Erinnern Sie sich an die Weihnachtsansprache des Bundespräsidenten im vergangenen Jahr? Ein Zitat daraus, Thema dieses Abschnitts war die Flüchtlingssituation: “Wo die Behörden an ihre Grenzen kamen, haben Sie, liebe Mitbürgerinnen und Mitbürger, die Menschen willkommen geheißen. Spontan und wie selbstverständlich. Tausendfach haben Sie Essen und Trinken, Decken und Kleidung gebracht, Sprachkurse organisiert und Unterstützung bei Behördengängen geleistet. Sie alle sind zum Gesicht eines warmherzigen und menschlichen Landes geworden.”

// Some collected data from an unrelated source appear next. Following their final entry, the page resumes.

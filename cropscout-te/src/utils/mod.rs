//! Utility modules for cropscout-te

pub mod db_retry;

pub use db_retry::retry_on_lock;
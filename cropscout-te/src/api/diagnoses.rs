//! Diagnosis lookup endpoints

use axum::{
    extract::{Path, State},
    routing::get,
    Json, Router,
};
use uuid::Uuid;

use crate::error::{ApiError, ApiResult};
use crate::models::Diagnosis;
use crate::AppState;

/// GET /diagnoses/:diagnosis_id
pub async fn get_diagnosis(
    State(state): State<AppState>,
    Path(diagnosis_id): Path<Uuid>,
) -> ApiResult<Json<Diagnosis>> {
    let diagnosis = crate::db::diagnoses::load_diagnosis(&state.db, diagnosis_id)
        .await?
        .ok_or_else(|| ApiError::NotFound(format!("Diagnosis not found: {}", diagnosis_id)))?;

    Ok(Json(diagnosis))
}

/// GET /windows/:window_id/diagnosis
///
/// The diagnosis published for a window. 404 while the window is still
/// open or undergoing analysis.
pub async fn get_window_diagnosis(
    State(state): State<AppState>,
    Path(window_id): Path<Uuid>,
) -> ApiResult<Json<Diagnosis>> {
    let diagnosis = crate::db::diagnoses::find_diagnosis_for_window(&state.db, window_id)
        .await?
        .ok_or_else(|| {
            ApiError::NotFound(format!("No diagnosis published for window: {}", window_id))
        })?;

    Ok(Json(diagnosis))
}

/// Build diagnosis lookup routes
pub fn diagnosis_routes() -> Router<AppState> {
    Router::new()
        .route("/diagnoses/:diagnosis_id", get(get_diagnosis))
        .route("/windows/:window_id/diagnosis", get(get_window_diagnosis))
}
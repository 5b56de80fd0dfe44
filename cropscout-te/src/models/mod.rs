//! Data models for cropscout-te (Triage Engine)
//!
//! - Observation events and their aggregation windows
//! - Window state machine (open, ready, triaged, failed)
//! - Triage decisions and the classification routing table
//! - Analyzer findings and merged diagnoses

pub mod diagnosis;
pub mod finding;
pub mod observation;
pub mod parameters;
pub mod triage;
pub mod window;

pub use diagnosis::{Diagnosis, DiagnosisSummary};
pub use finding::{AnalyzerFinding, Citation};
pub use observation::{severity_from_quality_percent, ObservationEvent};
pub use parameters::EngineParams;
pub use triage::{Classification, RouteSet, RoutingTable, TriageDecision};
pub use window::{EvidenceWindow, StateTransition, WindowStatus};
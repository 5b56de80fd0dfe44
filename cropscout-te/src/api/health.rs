//! Health check endpoint

use axum::{extract::State, routing::get, Json, Router};
use chrono::Utc;
use serde::Serialize;

use crate::AppState;

/// Health check response
#[derive(Debug, Serialize)]
pub struct HealthResponse {
    /// Service status (e.g., "ok", "degraded", "error")
    pub status: String,
    /// Module name ("cropscout-te")
    pub module: String,
    /// Crate version from Cargo.toml
    pub version: String,
    /// Seconds since service started
    pub uptime_seconds: u64,
    /// Last error message if any (for diagnostics)
    #[serde(skip_serializing_if = "Option::is_none")]
    pub last_error: Option<String>,
}

/// GET /health
///
/// Health check endpoint for monitoring. Returns real uptime and the
/// last recorded error for diagnostics.
pub async fn health_check(State(state): State<AppState>) -> Json<HealthResponse> {
    let uptime = Utc::now().signed_duration_since(state.startup_time);
    let uptime_seconds = uptime.num_seconds().max(0) as u64;

    let last_error = state.last_error.read().await.clone();

    Json(HealthResponse {
        status: "ok".to_string(),
        module: "cropscout-te".to_string(),
        version: env!("CARGO_PKG_VERSION").to_string(),
        uptime_seconds,
        last_error,
    })
}

/// Build health check routes
pub fn health_routes() -> Router<AppState> {
    Router::new().route("/health", get(health_check))
}
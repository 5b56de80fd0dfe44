//! cropscout-te - Triage Engine Microservice
//!
//! Aggregates quality observations into per-grower evidence windows,
//! classifies the probable cause, fans out to specialist analyzers,
//! and publishes exactly one diagnosis per window.
//!
//! Default port: 5850

use std::net::SocketAddr;
use std::path::PathBuf;
use std::sync::Arc;

use anyhow::{Context, Result};
use clap::Parser;
use cropscout_common::events::EventBus;
use tokio::signal;
use tokio_util::sync::CancellationToken;
use tracing::info;
use tracing_subscriber::{layer::SubscriberExt, util::SubscriberInitExt};

use cropscout_te::config::EngineConfig;
use cropscout_te::AppState;

/// Command-line arguments for cropscout-te
#[derive(Parser, Debug)]
#[command(name = "cropscout-te")]
#[command(about = "Quality-issue triage engine for CropScout")]
#[command(version)]
struct Args {
    /// Port to listen on
    #[arg(short, long, default_value = "5850", env = "CROPSCOUT_TE_PORT")]
    port: u16,

    /// Data directory holding the engine database
    #[arg(short, long, env = "CROPSCOUT_DATA_DIR")]
    data_dir: Option<String>,

    /// Engine config file (service endpoints, analyzer fleet, routes)
    #[arg(short, long, env = "CROPSCOUT_TE_CONFIG")]
    config: Option<PathBuf>,
}

#[tokio::main]
async fn main() -> Result<()> {
    // Initialize tracing
    tracing_subscriber::registry()
        .with(
            tracing_subscriber::EnvFilter::try_from_default_env()
                .unwrap_or_else(|_| "cropscout_te=debug,tower_http=debug".into()),
        )
        .with(tracing_subscriber::fmt::layer())
        .init();

    let args = Args::parse();

    info!("Starting CropScout Triage Engine on port {}", args.port);
    info!("Version: {}", env!("CARGO_PKG_VERSION"));

    // Resolve the data directory (CLI → ENV → config file → default)
    let data_dir =
        cropscout_common::config::resolve_data_dir(args.data_dir.as_deref(), "CROPSCOUT_DATA_DIR")
            .context("Failed to resolve data directory")?;
    info!("Data directory: {}", data_dir.display());

    let db_path = data_dir.join("cropscout.db");
    let db_pool = cropscout_te::db::init_database_pool(&db_path)
        .await
        .context("Failed to initialize database")?;
    info!("Database: {}", db_path.display());

    // Tuning parameters come from the settings table, topology from TOML
    let params = cropscout_te::db::settings::load_engine_params(&db_pool)
        .await
        .context("Failed to load engine parameters")?;
    let engine_config = EngineConfig::load(args.config.as_deref())
        .context("Failed to load engine config")?;

    let event_bus = Arc::new(EventBus::new(256));
    let shutdown = CancellationToken::new();

    let (aggregation, engine) = cropscout_te::start_engine(
        db_pool.clone(),
        event_bus.clone(),
        params,
        &engine_config,
        shutdown.clone(),
    )
    .await
    .context("Failed to start triage engine")?;
    info!("Triage engine started");

    let state = AppState::new(db_pool, event_bus, aggregation);
    let app = cropscout_te::build_router(state);

    let addr = SocketAddr::from(([0, 0, 0, 0], args.port));
    let listener = tokio::net::TcpListener::bind(addr)
        .await
        .context("Failed to bind to address")?;
    info!("Listening on http://{}", addr);
    info!("Health check: http://{}/health", addr);

    axum::serve(listener, app)
        .with_graceful_shutdown(shutdown_signal())
        .await
        .context("Server error")?;

    // Stop the background tasks and let in-flight windows settle
    shutdown.cancel();
    let _ = engine.pipeline.await;
    let _ = engine.sweeper.await;

    info!("Server shutdown complete");
    Ok(())
}

/// Graceful shutdown signal handler
async fn shutdown_signal() {
    let ctrl_c = async {
        signal::ctrl_c()
            .await
            .expect("Failed to install Ctrl+C handler");
    };

    #[cfg(unix)]
    let terminate = async {
        signal::unix::signal(signal::unix::SignalKind::terminate())
            .expect("Failed to install signal handler")
            .recv()
            .await;
    };

    #[cfg(not(unix))]
    let terminate = std::future::pending::<()>();

    tokio::select! {
        _ = ctrl_c => {
            info!("Received Ctrl+C, shutting down");
        },
        _ = terminate => {
            info!("Received terminate signal, shutting down");
        },
    }
}
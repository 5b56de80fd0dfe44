//! Engine tuning parameters
//!
//! Compiled defaults for aggregation, triage, fan-out, and publication.
//! Every value can be overridden from the settings table at startup.

use serde::{Deserialize, Serialize};
use std::time::Duration;

/// Triage engine parameters
#[derive(Debug, Clone, Serialize, Deserialize)]
pub struct EngineParams {
    /// Sliding idle window before an open window becomes ready (default: 30 minutes)
    #[serde(default = "default_idle_window_seconds")]
    pub idle_window_seconds: i64,

    /// Maximum events per window before forced readiness (default: 10)
    #[serde(default = "default_event_cap")]
    pub event_cap: u32,

    /// Severity hint at or above which readiness bypasses the idle timer (default: 0.8)
    #[serde(default = "default_critical_severity")]
    pub critical_severity: f64,

    /// Background expiry sweep tick (default: 5s)
    #[serde(default = "default_sweep_interval_seconds")]
    pub sweep_interval_seconds: u64,

    /// Confidence at or above which a single analyzer is routed (default: 0.7)
    #[serde(default = "default_accept_threshold")]
    pub accept_threshold: f64,

    /// Confidence below which the window is flagged for review (default: 0.3)
    #[serde(default = "default_review_threshold")]
    pub review_threshold: f64,

    /// Classifier call timeout (default: 5s)
    #[serde(default = "default_classifier_timeout_seconds")]
    pub classifier_timeout_seconds: u64,

    /// Per-analyzer call timeout (default: 10s)
    #[serde(default = "default_analyzer_timeout_seconds")]
    pub analyzer_timeout_seconds: u64,

    /// Retries per analyzer call after the first attempt (default: 2)
    #[serde(default = "default_analyzer_retries")]
    pub analyzer_retries: u32,

    /// Initial backoff between analyzer retries, doubled each retry (default: 200ms)
    #[serde(default = "default_analyzer_backoff_ms")]
    pub analyzer_backoff_ms: u64,

    /// Simultaneous analyzer calls per window (default: 5)
    #[serde(default = "default_window_concurrency")]
    pub window_concurrency: usize,

    /// Simultaneous outbound analyzer calls platform-wide (default: 16)
    #[serde(default = "default_global_concurrency")]
    pub global_concurrency: usize,

    /// Whole-window attempts when every analyzer fails (default: 3)
    #[serde(default = "default_window_retries")]
    pub window_retries: u32,

    /// Initial backoff between whole-window attempts, doubled each time (default: 1s)
    #[serde(default = "default_window_retry_backoff_ms")]
    pub window_retry_backoff_ms: u64,

    /// Emission retries after a successful diagnosis write (default: 3)
    #[serde(default = "default_emit_retries")]
    pub emit_retries: u32,

    /// Delay between emission retries (default: 500ms)
    #[serde(default = "default_emit_retry_ms")]
    pub emit_retry_ms: u64,

    /// Knowledge retrieval passages per analyzer call (default: 5)
    #[serde(default = "default_retrieval_top_k")]
    pub retrieval_top_k: u32,

    /// Minimum retrieval similarity to include a passage (default: 0.6)
    #[serde(default = "default_retrieval_min_similarity")]
    pub retrieval_min_similarity: f64,

    /// Jaro-Winkler similarity at which two conditions merge-group (default: 0.85)
    #[serde(default = "default_merge_similarity")]
    pub merge_similarity: f64,
}

// Default value functions
fn default_idle_window_seconds() -> i64 {
    1800
}

fn default_event_cap() -> u32 {
    10
}

fn default_critical_severity() -> f64 {
    0.8
}

fn default_sweep_interval_seconds() -> u64 {
    5
}

fn default_accept_threshold() -> f64 {
    0.7
}

fn default_review_threshold() -> f64 {
    0.3
}

fn default_classifier_timeout_seconds() -> u64 {
    5
}

fn default_analyzer_timeout_seconds() -> u64 {
    10
}

fn default_analyzer_retries() -> u32 {
    2
}

fn default_analyzer_backoff_ms() -> u64 {
    200
}

fn default_window_concurrency() -> usize {
    5
}

fn default_global_concurrency() -> usize {
    16
}

fn default_window_retries() -> u32 {
    3
}

fn default_window_retry_backoff_ms() -> u64 {
    1000
}

fn default_emit_retries() -> u32 {
    3
}

fn default_emit_retry_ms() -> u64 {
    500
}

fn default_retrieval_top_k() -> u32 {
    5
}

fn default_retrieval_min_similarity() -> f64 {
    0.6
}

fn default_merge_similarity() -> f64 {
    0.85
}

impl Default for EngineParams {
    fn default() -> Self {
        Self {
            idle_window_seconds: default_idle_window_seconds(),
            event_cap: default_event_cap(),
            critical_severity: default_critical_severity(),
            sweep_interval_seconds: default_sweep_interval_seconds(),
            accept_threshold: default_accept_threshold(),
            review_threshold: default_review_threshold(),
            classifier_timeout_seconds: default_classifier_timeout_seconds(),
            analyzer_timeout_seconds: default_analyzer_timeout_seconds(),
            analyzer_retries: default_analyzer_retries(),
            analyzer_backoff_ms: default_analyzer_backoff_ms(),
            window_concurrency: default_window_concurrency(),
            global_concurrency: default_global_concurrency(),
            window_retries: default_window_retries(),
            window_retry_backoff_ms: default_window_retry_backoff_ms(),
            emit_retries: default_emit_retries(),
            emit_retry_ms: default_emit_retry_ms(),
            retrieval_top_k: default_retrieval_top_k(),
            retrieval_min_similarity: default_retrieval_min_similarity(),
            merge_similarity: default_merge_similarity(),
        }
    }
}

impl EngineParams {
    /// Sliding idle window as a chrono duration
    pub fn idle_window(&self) -> chrono::Duration {
        chrono::Duration::seconds(self.idle_window_seconds)
    }

    /// Sweep tick as a std duration
    pub fn sweep_interval(&self) -> Duration {
        Duration::from_secs(self.sweep_interval_seconds)
    }

    /// Classifier call timeout
    pub fn classifier_timeout(&self) -> Duration {
        Duration::from_secs(self.classifier_timeout_seconds)
    }

    /// Per-analyzer call timeout
    pub fn analyzer_timeout(&self) -> Duration {
        Duration::from_secs(self.analyzer_timeout_seconds)
    }
}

Die Leistungen der vielen Menschen sind nicht kleinzureden – aber diese und Aussagen anderer Politiker gingen mir durch den Kopf, als ich (neben meiner nicht unmittelbar für jeden sichtbaren Erkrankung Typ-1-Diabetes) für einige Zeit für jeden sichtbar behindert war: Wie hilfsbereit und rücksichtsvoll sind die Menschen im ganz normalen Alltag?
Denn ich war gestürzt und hatte mir den rechten Oberarm gebrochen. Eine Operation war nicht nötig, aber ich trug den Arm in einer weiß leuchtenden Schlinge, einem Gilchrist-Verband. Da ich in dieser Zeit auch auf Reisen war, hatte mir der Arzt den Tipp gegeben, den Verband über der Jacke zu tragen – dann würde sofort jeder Rücksicht nehmen und mir Hilfe anbieten. Ich war gespannt …
Als ich aus dem Zug stieg, bot mir eine Mitreisende tatsächlich spontan Hilfe an. Bingo, der Arzt hat recht, dachte ich! Am Ziel fuhr ich mit der U-Bahn zum Hotel. Ein Sitzplatz war frei, nur blockiert durch das übergeschlagene Bein eines anderen Sitzenden. Ziemlich langsam und knurrig nahm er sein Bein herunter. Ob der Arzt sich doch getäuscht hat?
Im Hotel dann wieder das genaue Gegenteil: Man hatte mir ein extra ruhiges Zimmer gegeben, weil ich mehrere Nächte dort war, das man aber nur über eine kurze Treppe erreichen konnte. Ich wurde ausdrücklich gefragt, ob mir das mit der Treppe zu schwierig sei, dann hätte ich ein anderes Zimmer bekommen. Beim Frühstück half man mir selbstverständlich beim Brotschneiden und weiteren Dingen, die mit meinem schmerzhaften und dadurch ziemlich kraftlosen Arm nicht gingen.
Auf der Rückfahrt legte ich einen Teil der Strecke in einer ziemlich vollen S-Bahn zurück. Die mich völlig teilnahmslos und gleichgültig anblickenden Menschen, die gemütlich auf den Sitzen saßen, waren fast schon beeindruckend. Erst auf meine Bitte hin überließ mir ein Mann seinen Platz. Das war wieder ein heftiger Dämpfer! Umso größer war meine Überraschung und Freude, als bei der Rückkehr in Mainz in der Straßenbahn ein Junge aus einer ganzen Gruppe etwa Gleichaltriger ganz selbstverständlich aufstand und mir seinen Platz anbot.
Was bleibt also vom “Gesicht eines warmherzigen und menschlichen Landes”, das Bundespräsident Joachim Gauck beschrieben hat? Aus meinem Blickwinkel ein sehr gemischtes Bild. Denn Warmherzigkeit und Menschlichkeit sind mir durchaus begegnet, so, wie sie sich sicher jeder wünscht, der dauerhaft oder zeitweise mit einer Einschränkung lebt.
Aber ich habe auch Gleichgültigkeit und Kälte erlebt, wo sie im normalen menschlichen Miteinander nicht sein müssten. Vielleicht nützt es, wenn jeder einfach die Augen offenhält und sich überlegt: “Wäre ich nicht dankbar, wenn mir in solch einer Situation jemand hilft?”